How tall do annual plants grow?

Read any Flora, and you'll find each plant species' description starts with a statement about what kind of plant it is (tree, shrub, climber, or herb) and usually how tall it grows.  You might notice that a lot of the herbs (non-woody plants) are said to grow to about 80–100 cm tall.  Why is that, you might ask.

Arthur Healy (1917-2011), was a weed scientist at Botany Division of the Department of Scientific and Industrial Research, which was the Government's science research arm from 1926 to 1992.  Arthur's extensive herbarium collections of New Zealand weeds are the foundation for our knowledge of introduced plant biodiversity, but he wasn't just a collector, he experimented as well, and importantly he interpreted the significance of his findings for New Zealand.  One of his simple experiments was to plant the fluff that accumulated in his trouser cuffs on overseas trips, to see what seeds had lodged there.  Others were to see what grew out of packing straw and birds' nests.  These experiments demonstrated the need for more effective biosecurity at our borders and showed how weeds spread and got established.  They remind me very much of Charles Darwin's experiments.
Arthur Healy (DSIR)
But back to the weed collections.  Maybe it was a quirky interest, or maybe something that followed a plan, but Arthur collected the weeds that grew in odd urban sites like the cracks in footpaths and walls, or roof guttering.  And some of these were tiny, especially the annual herbs.

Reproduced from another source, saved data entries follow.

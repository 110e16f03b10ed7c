use termshape_unicode::{bidi_class, is_run_terminating, resolve, script, BidiClass, Script};

/// A maximal run of text sharing one script and one BiDi embedding
/// level (spec §4.3 steps 2-3).
#[derive(Debug, Clone, Copy, PartialEq)]
pub struct Run {
    pub start: usize,
    pub len: usize,
    pub script: Script,
    pub level: u8,
}

impl Run {
    pub const fn is_rtl(&self) -> bool {
        self.level % 2 == 1
    }
}

/// Partitions `text` first by script (common/inherited code points
/// join the preceding run), then splits at BiDi embedding-level
/// boundaries within each script run.
pub fn segment(text: &str, base_direction: Option<bool>) -> Vec<Run> {
    let script_runs = segment_by_script(text);
    let bidi = resolve(text, base_direction);

    let mut runs = Vec::new();
    for script_run in script_runs {
        let sub_runs = bidi
            .runs
            .iter()
            .filter(|r| r.start < script_run.start + script_run.len && r.start + r.len > script_run.start);

        for bidi_run in sub_runs {
            let start = script_run.start.max(bidi_run.start);
            let end = (script_run.start + script_run.len).min(bidi_run.start + bidi_run.len);
            if end > start {
                runs.push(Run {
                    start,
                    len: end - start,
                    script: script_run.script,
                    level: bidi_run.level,
                });
            }
        }
    }

    runs
}

struct ScriptRun {
    start: usize,
    len: usize,
    script: Script,
}

fn segment_by_script(text: &str) -> Vec<ScriptRun> {
    let mut runs: Vec<ScriptRun> = Vec::new();

    for (offset, ch) in text.char_indices() {
        let ch_script = script(ch);
        let terminating = is_run_terminating(ch_script);

        match runs.last_mut() {
            Some(last) if !terminating => {
                last.len += ch.len_utf8();
            }
            Some(last) if last.script == ch_script => {
                last.len += ch.len_utf8();
            }
            _ => {
                runs.push(ScriptRun { start: offset, len: ch.len_utf8(), script: ch_script });
            }
        }
    }

    runs
}

/// Whether `ch`'s BiDi class is one that never starts its own run
/// (shared with run-script joining logic above; exposed for callers
/// reasoning about neutral characters directly).
pub fn is_neutral(ch: char) -> bool {
    matches!(bidi_class(ch), BidiClass::WS | BidiClass::ON | BidiClass::CS | BidiClass::ES | BidiClass::ET)
}
//! Content-addressed glyph atlas: shelf packing with LRU eviction.
//!
//! Grounded in `beamterm-renderer`'s `GlyphCache`/`DynamicFontAtlas`
//! (normal/wide partitioned LRU regions, content-addressed cache keys,
//! sequential allocation with LRU eviction once a region is full), but
//! generalized to arbitrary rectangle sizes via shelf packing, per spec
//! §4.4 ("packed into a bounded 2D texture"), since termshape rasterizes
//! real font outlines instead of the teacher's fixed terminal-cell
//! slots.

use lru::LruCache;
use termshape_data::{AtlasEntry, AtlasKey, Error, Rect, Result};

/// One packed row of the atlas texture: a fixed height, filled
/// left-to-right.
struct Shelf {
    y: u32,
    height: u32,
    cursor_x: u32,
}

/// A bounded 2D rectangle packer over glyph rasterizations, keyed by
/// `(font_id, glyph_id, size, style_mask)`, per spec §3 `AtlasEntry` /
/// §4.4.
///
/// Allocation tries, in order: an exact content-addressed hit; a
/// previously-evicted free rectangle large enough to hold the request
/// (guillotine split, like `dynamic_atlas.rs`'s slot reuse); appending
/// to an existing or new shelf; then LRU eviction, one entry at a time,
/// retrying the free-rectangle list after each eviction. Fails with
/// [`Error::AtlasFull`] only once every entry has been evicted and the
/// request still doesn't fit (spec §7).
pub struct GlyphAtlas {
    width: u32,
    height: u32,
    shelves: Vec<Shelf>,
    free_rects: Vec<Rect>,
    entries: LruCache<AtlasKey, AtlasEntry>,
    tick: u64,
}

impl GlyphAtlas {
    /// Creates an atlas over a `width x height` virtual texture.
    pub fn new(width: u32, height: u32) -> Self {
        Self {
            width,
            height,
            shelves: Vec::new(),
            free_rects: Vec::new(),
            entries: LruCache::unbounded(),
            tick: 0,
        }
    }

    /// Number of distinct glyphs currently packed.
    #[must_use]
    pub fn len(&self) -> usize {
        self.entries.len()
    }

    /// Whether the atlas holds no entries.
    #[must_use]
    pub fn is_empty(&self) -> bool {
        self.entries.is_empty()
    }

    /// Looks up `key`, rasterizing and packing it via `metrics` on a
    /// miss. `metrics` returns `(w, h, bearing_x, bearing_y, advance)`
    /// in pixels; it's called at most once per distinct key (spec §4.4:
    /// "content-addressed keys prevent duplicate rasterization").
    ///
    /// # Errors
    /// Returns [`Error::AtlasFull`] if `(w, h)` can't be packed even
    /// after evicting every reclaimable entry.
    pub fn get_or_raster(
        &mut self,
        key: AtlasKey,
        metrics: impl FnOnce() -> (u32, u32, i32, i32, i32),
    ) -> Result<AtlasEntry> {
        self.tick += 1;

        if let Some(entry) = self.entries.get_mut(&key) {
            entry.last_used = self.tick;
            return Ok(*entry);
        }

        let (w, h, bearing_x, bearing_y, advance) = metrics();
        let rect = self.allocate(w, h)?;
        let entry = AtlasEntry { rect, bearing_x, bearing_y, advance, last_used: self.tick };
        self.entries.put(key, entry);
        Ok(entry)
    }

    /// Drops every packed entry and resets the free list, per spec §9's
    /// "full invalidation on any font or cell-size change" resolution.
    pub fn clear(&mut self) {
        self.shelves.clear();
        self.free_rects.clear();
        self.entries.clear();
    }

    fn allocate(&mut self, w: u32, h: u32) -> Result<Rect> {
        if w == 0 || h == 0 || w > self.width || h > self.height {
            return Err(Error::atlas_full(w, h));
        }

        if let Some(rect) = self.take_free_rect(w, h) {
            return Ok(rect);
        }
        if let Some(rect) = self.append_to_shelf(w, h) {
            return Ok(rect);
        }

        while let Some((_, evicted)) = self.entries.pop_lru() {
            self.free_rects.push(evicted.rect);
            if let Some(rect) = self.take_free_rect(w, h) {
                return Ok(rect);
            }
        }

        Err(Error::atlas_full(w, h))
    }

    /// First-fit guillotine split of a previously-freed rectangle.
    fn take_free_rect(&mut self, w: u32, h: u32) -> Option<Rect> {
        let idx = self.free_rects.iter().position(|r| r.w >= w && r.h >= h)?;
        let free = self.free_rects.remove(idx);
        let placed = Rect::new(free.x, free.y, w, h);

        if free.w > w {
            self.free_rects.push(Rect::new(free.x + w, free.y, free.w - w, h));
        }
        if free.h > h {
            self.free_rects.push(Rect::new(free.x, free.y + h, free.w, free.h - h));
        }
        Some(placed)
    }

    fn append_to_shelf(&mut self, w: u32, h: u32) -> Option<Rect> {
        let width = self.width;
        if let Some(shelf) = self.shelves.iter_mut().find(|s| s.height >= h && width - s.cursor_x >= w) {
            let rect = Rect::new(shelf.cursor_x, shelf.y, w, h);
            shelf.cursor_x += w;
            return Some(rect);
        }

        let top = self.shelves.iter().map(|s| s.y + s.height).max().unwrap_or(0);
        if self.height - top >= h && width >= w {
            self.shelves.push(Shelf { y: top, height: h, cursor_x: w });
            return Some(Rect::new(0, top, w, h));
        }
        None
    }
}
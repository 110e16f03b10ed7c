use termshape_data::Result;

use crate::reader::Reader;

/// Looks up the kerning adjustment between glyphs `left` and `right`
/// in the classic `kern` table, format 0 (ordered pair list, binary
/// searchable). Returns 0 when the pair is absent or the table uses a
/// format this decoder doesn't implement, per spec §4.1.
pub fn kerning(kern: &[u8], left: u16, right: u16) -> Result<i16> {
    let mut r = Reader::new(kern);
    let _version = r.u16()?;
    let num_tables = r.u16()?;

    let mut offset = 4usize;
    for _ in 0..num_tables {
        let mut sub = Reader::at(kern, offset);
        let _sub_version = sub.u16()?;
        let sub_length = sub.u16()?;
        let coverage = sub.u16()?;

        let format = coverage >> 8;
        if format == 0 {
            if let Some(value) = search_format0(kern, offset + 6, left, right)? {
                return Ok(value);
            }
        }

        offset += sub_length as usize;
        if sub_length == 0 {
            break;
        }
    }

    Ok(0)
}

fn search_format0(kern: &[u8], offset: usize, left: u16, right: u16) -> Result<Option<i16>> {
    let mut r = Reader::at(kern, offset);
    let num_pairs = r.u16()?;
    r.skip(6)?; // searchRange, entrySelector, rangeShift

    let pairs_offset = offset + 8;
    for i in 0..num_pairs {
        let mut pair = Reader::at(kern, pairs_offset + i as usize * 6);
        let pair_left = pair.u16()?;
        let pair_right = pair.u16()?;
        if pair_left == left && pair_right == right {
            return Ok(Some(pair.i16()?));
        }
    }

    Ok(None)
}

Annual herbs are ones that complete their life cycle within a year.  They get only one shot at flowering, so plants that die without managing to produce any seeds don't leave any offspring for the next generation.  Over the centuries, the annuals that succeeded were those that were genetically predisposed to flower and make seeds, however small and under-resourced they might have been.  Some of the weeds from footpath cracks and the shallow dusty soil of roadside gutters were much smaller than anything described in the Floras.  I remember Arthur's specimens of opium poppies just 1-2 cm tall, with tiny flowers a few millimetres across.  One had a seed pod that had room for just a single seed, all that starved plant could manage, but perhaps enough to pass its genes on for another generation.
Cirsium vulgare, called Scotch thistle in New Zealand.
When we were writing Flora of New Zealand Volume 4, Colin Webb and I noted Arthur Healy's collections of tiny footpath crack plants, and wondered about the other end of the range; what were the biggest plants we could find?  It became a common event to come in to work on a Monday and find a huge example of whatever genus one was working on lying on the office floor: Colin would leave giant brassicas or monster thistles that had to bend over at the ceiling of my office, and I'd leave 3m hemlocks or massive nettles covering the floor of his.
Hemlock, Conium maculatum.
When most botanists collect, they like to choose a sample that has flowers and fruits, and is healthy and representative.  Importantly, it also has to fit conveniently on a herbarium sheet, a standard sized piece of card, usually about 420 x 270 mm.  Tall herbs can be folded twice to be mounted on one sheet, but folded three or more times they clutter the sheet too much and make the specimen bulky.  Two folds cause the upper limit for a specimen to be rather less than three times as tall as the herbarium sheet; leaving some space for the label, that is about 80–100 cm tall.  So very tall plants are not well represented in herbaria, so long as there are conveniently-sized ones to collect.  Tiny plants are also not easy to collect.  Just a few on a sheet look silly, while collecting a few dozen and gluing them down in rows is a lot of work when a single larger plant can fill the space with ease.

Thus the two tails of the normal distribution of plant height might often get neglected for a herbarium collection, and this could be reflected in the plant sizes that are published in scientific descriptions.  By selecting the most aesthetically pleasing plants for the collections, are we biasing the information they hold?  (However, I checked a few plant sizes in Flora Europaea and Flora of New Zealand, and I think they're pretty good overall.  They do give the tall extremes at any rate, but maybe don't always include the smallest sizes.)